* EXERCISE:
In the data, extract each line that holds the string "Mutex".

* SUPPLIED MATERIAL:
──────────────────────────────

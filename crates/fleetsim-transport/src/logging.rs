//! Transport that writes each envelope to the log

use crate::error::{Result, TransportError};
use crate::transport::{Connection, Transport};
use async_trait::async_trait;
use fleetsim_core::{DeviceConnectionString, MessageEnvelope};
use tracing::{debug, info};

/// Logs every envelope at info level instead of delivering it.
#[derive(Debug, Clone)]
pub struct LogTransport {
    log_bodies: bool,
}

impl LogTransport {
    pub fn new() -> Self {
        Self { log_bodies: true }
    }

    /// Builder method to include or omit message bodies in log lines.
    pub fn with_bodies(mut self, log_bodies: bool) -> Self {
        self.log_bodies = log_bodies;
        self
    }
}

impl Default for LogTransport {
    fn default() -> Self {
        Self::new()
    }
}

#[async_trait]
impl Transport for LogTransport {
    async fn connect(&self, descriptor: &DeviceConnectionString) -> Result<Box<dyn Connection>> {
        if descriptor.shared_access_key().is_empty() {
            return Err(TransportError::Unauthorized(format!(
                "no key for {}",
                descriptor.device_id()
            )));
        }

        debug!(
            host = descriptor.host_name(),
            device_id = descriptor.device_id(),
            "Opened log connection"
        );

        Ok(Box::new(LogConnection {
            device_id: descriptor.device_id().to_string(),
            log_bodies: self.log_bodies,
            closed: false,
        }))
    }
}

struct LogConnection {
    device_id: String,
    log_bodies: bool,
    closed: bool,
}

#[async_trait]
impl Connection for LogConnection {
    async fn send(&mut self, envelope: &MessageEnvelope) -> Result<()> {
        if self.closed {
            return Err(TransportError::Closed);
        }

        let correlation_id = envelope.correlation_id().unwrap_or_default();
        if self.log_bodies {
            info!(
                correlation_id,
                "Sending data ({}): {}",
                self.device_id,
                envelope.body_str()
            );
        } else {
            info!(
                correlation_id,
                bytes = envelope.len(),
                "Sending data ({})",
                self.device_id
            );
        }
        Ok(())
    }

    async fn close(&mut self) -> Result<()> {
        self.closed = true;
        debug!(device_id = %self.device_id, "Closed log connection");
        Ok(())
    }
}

──────────────────────────────

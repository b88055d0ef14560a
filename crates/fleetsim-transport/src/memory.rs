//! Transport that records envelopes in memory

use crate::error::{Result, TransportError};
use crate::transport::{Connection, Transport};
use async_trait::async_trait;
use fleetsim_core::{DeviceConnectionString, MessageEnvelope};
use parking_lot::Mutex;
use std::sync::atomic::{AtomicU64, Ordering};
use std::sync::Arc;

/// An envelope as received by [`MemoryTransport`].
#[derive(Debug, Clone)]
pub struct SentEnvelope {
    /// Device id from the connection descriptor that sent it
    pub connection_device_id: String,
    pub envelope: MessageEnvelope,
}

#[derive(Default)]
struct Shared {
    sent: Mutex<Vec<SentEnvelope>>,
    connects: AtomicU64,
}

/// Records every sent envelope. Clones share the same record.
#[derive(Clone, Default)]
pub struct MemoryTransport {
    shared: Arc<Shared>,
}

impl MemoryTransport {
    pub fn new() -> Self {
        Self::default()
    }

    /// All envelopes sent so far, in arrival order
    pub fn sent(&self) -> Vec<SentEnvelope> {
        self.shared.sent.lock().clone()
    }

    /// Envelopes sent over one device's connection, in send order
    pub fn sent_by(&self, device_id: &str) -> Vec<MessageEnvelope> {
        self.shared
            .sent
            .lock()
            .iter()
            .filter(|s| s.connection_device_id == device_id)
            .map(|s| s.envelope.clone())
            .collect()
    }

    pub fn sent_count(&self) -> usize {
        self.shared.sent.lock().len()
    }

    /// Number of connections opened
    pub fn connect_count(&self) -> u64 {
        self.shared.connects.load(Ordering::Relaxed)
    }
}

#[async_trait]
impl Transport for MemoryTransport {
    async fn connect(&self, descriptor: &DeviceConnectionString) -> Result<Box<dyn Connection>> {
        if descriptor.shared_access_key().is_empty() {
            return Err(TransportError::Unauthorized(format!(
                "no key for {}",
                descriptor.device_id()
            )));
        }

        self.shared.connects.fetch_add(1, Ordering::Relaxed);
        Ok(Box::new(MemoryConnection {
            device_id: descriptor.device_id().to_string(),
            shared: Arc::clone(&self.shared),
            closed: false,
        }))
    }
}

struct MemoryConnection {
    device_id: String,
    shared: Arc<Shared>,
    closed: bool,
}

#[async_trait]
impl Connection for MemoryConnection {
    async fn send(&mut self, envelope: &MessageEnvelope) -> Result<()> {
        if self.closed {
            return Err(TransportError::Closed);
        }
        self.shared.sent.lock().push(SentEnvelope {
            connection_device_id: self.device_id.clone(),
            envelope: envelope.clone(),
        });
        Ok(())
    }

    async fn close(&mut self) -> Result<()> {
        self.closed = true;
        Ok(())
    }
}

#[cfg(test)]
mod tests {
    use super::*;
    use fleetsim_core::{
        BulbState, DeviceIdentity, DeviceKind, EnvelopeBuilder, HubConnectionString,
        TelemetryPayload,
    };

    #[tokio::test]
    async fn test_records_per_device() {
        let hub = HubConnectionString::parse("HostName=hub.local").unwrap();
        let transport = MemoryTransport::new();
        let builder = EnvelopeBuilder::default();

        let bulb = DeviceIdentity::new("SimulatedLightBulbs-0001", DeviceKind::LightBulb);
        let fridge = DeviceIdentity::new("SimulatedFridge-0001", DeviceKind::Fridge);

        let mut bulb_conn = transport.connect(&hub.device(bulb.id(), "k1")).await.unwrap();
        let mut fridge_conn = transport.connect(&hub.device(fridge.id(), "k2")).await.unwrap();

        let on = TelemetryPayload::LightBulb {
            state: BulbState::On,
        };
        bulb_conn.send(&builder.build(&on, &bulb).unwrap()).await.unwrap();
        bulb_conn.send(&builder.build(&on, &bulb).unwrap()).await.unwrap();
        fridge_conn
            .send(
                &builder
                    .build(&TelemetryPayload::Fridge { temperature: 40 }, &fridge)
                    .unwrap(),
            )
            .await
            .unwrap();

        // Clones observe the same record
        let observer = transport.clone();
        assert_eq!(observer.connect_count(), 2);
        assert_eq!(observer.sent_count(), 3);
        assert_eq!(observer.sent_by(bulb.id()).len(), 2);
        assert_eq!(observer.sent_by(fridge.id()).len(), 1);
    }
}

──────────────────────────────

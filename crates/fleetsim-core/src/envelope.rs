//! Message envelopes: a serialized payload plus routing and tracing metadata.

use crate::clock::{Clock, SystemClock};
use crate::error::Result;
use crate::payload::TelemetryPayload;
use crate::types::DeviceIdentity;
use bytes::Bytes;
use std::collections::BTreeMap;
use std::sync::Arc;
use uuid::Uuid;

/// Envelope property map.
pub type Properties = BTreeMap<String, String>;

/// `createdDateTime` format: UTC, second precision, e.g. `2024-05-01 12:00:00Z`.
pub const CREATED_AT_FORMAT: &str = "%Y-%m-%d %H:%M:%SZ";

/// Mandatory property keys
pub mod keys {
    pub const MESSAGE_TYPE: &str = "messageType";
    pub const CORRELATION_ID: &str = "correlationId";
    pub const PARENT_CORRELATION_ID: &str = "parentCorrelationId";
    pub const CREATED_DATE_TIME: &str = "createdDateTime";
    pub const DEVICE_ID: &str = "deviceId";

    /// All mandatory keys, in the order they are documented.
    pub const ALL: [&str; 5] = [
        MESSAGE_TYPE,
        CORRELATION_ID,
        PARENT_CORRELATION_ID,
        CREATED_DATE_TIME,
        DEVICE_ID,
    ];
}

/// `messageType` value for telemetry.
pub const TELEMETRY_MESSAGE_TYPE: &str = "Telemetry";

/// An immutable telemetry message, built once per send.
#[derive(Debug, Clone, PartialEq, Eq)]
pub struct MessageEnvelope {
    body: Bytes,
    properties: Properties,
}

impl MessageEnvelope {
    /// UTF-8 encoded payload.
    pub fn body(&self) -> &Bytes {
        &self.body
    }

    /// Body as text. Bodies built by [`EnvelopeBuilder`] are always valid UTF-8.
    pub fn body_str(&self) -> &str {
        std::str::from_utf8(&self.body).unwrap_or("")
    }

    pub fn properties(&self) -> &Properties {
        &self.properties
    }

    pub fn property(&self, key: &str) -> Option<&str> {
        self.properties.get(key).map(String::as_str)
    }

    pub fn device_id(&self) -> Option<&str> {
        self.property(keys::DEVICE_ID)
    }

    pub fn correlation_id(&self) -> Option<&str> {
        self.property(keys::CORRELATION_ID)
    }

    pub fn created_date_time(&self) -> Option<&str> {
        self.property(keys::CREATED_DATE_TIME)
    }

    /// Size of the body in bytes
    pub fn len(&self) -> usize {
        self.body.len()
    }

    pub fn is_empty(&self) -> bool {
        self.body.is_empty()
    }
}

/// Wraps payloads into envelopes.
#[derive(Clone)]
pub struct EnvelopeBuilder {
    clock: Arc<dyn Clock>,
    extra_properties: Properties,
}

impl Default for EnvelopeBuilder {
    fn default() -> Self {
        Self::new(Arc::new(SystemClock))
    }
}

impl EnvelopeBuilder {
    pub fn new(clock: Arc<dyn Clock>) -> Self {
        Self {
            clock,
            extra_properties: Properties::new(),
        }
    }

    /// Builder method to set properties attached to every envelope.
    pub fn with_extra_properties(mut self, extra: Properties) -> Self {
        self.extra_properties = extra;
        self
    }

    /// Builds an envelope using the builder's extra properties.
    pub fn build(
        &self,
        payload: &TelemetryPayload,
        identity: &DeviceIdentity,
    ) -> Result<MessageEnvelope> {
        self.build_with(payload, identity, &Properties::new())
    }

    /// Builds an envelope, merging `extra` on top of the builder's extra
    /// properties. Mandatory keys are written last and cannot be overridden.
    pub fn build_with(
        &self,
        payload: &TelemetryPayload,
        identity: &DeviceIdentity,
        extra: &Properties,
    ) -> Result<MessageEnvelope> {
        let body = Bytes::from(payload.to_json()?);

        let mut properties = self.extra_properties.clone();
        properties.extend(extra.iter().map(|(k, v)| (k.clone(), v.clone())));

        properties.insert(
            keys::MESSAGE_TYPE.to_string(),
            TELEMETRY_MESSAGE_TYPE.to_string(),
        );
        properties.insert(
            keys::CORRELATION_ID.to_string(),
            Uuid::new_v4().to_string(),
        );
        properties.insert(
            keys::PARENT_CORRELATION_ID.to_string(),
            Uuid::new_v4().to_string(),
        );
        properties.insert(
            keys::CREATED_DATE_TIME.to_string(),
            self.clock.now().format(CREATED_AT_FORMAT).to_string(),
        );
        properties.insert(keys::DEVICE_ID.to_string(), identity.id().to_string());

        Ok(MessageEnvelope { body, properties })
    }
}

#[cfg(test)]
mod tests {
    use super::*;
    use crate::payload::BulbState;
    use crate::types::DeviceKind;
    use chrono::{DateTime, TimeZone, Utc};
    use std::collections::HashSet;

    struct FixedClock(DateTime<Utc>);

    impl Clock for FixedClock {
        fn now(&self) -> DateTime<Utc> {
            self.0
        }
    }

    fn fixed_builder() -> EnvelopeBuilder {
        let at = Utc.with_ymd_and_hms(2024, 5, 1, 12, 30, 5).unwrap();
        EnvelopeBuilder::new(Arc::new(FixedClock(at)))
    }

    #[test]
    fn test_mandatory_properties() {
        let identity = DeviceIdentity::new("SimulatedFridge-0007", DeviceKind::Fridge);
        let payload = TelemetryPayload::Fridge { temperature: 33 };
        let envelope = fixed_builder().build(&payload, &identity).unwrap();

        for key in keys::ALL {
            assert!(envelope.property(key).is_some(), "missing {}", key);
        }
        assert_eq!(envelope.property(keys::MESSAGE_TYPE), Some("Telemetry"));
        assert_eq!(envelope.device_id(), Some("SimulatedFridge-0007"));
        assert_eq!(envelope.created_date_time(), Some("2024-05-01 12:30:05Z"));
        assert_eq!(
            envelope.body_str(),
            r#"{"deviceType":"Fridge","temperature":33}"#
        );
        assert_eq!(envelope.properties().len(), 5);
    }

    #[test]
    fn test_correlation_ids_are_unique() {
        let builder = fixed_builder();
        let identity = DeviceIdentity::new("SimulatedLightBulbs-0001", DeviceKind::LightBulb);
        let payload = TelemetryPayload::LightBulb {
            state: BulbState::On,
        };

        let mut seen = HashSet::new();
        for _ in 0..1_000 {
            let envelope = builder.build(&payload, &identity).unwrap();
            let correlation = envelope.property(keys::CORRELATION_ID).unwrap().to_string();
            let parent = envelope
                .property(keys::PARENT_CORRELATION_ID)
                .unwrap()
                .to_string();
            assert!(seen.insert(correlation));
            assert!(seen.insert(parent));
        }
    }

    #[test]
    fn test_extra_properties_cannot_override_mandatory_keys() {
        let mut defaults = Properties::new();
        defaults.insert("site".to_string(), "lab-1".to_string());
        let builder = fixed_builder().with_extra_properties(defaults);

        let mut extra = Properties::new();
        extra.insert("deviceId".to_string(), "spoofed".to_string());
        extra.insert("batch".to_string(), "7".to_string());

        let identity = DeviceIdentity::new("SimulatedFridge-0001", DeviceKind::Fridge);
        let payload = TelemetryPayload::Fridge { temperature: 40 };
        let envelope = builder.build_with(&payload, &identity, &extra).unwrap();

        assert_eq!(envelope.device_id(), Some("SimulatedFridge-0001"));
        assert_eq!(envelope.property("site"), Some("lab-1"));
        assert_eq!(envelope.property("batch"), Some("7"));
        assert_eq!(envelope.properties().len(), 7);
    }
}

──────────────────────────────

* YOUR RESPONSE:
use parking_lot::Mutex;
    sent: Mutex<Vec<SentEnvelope>>,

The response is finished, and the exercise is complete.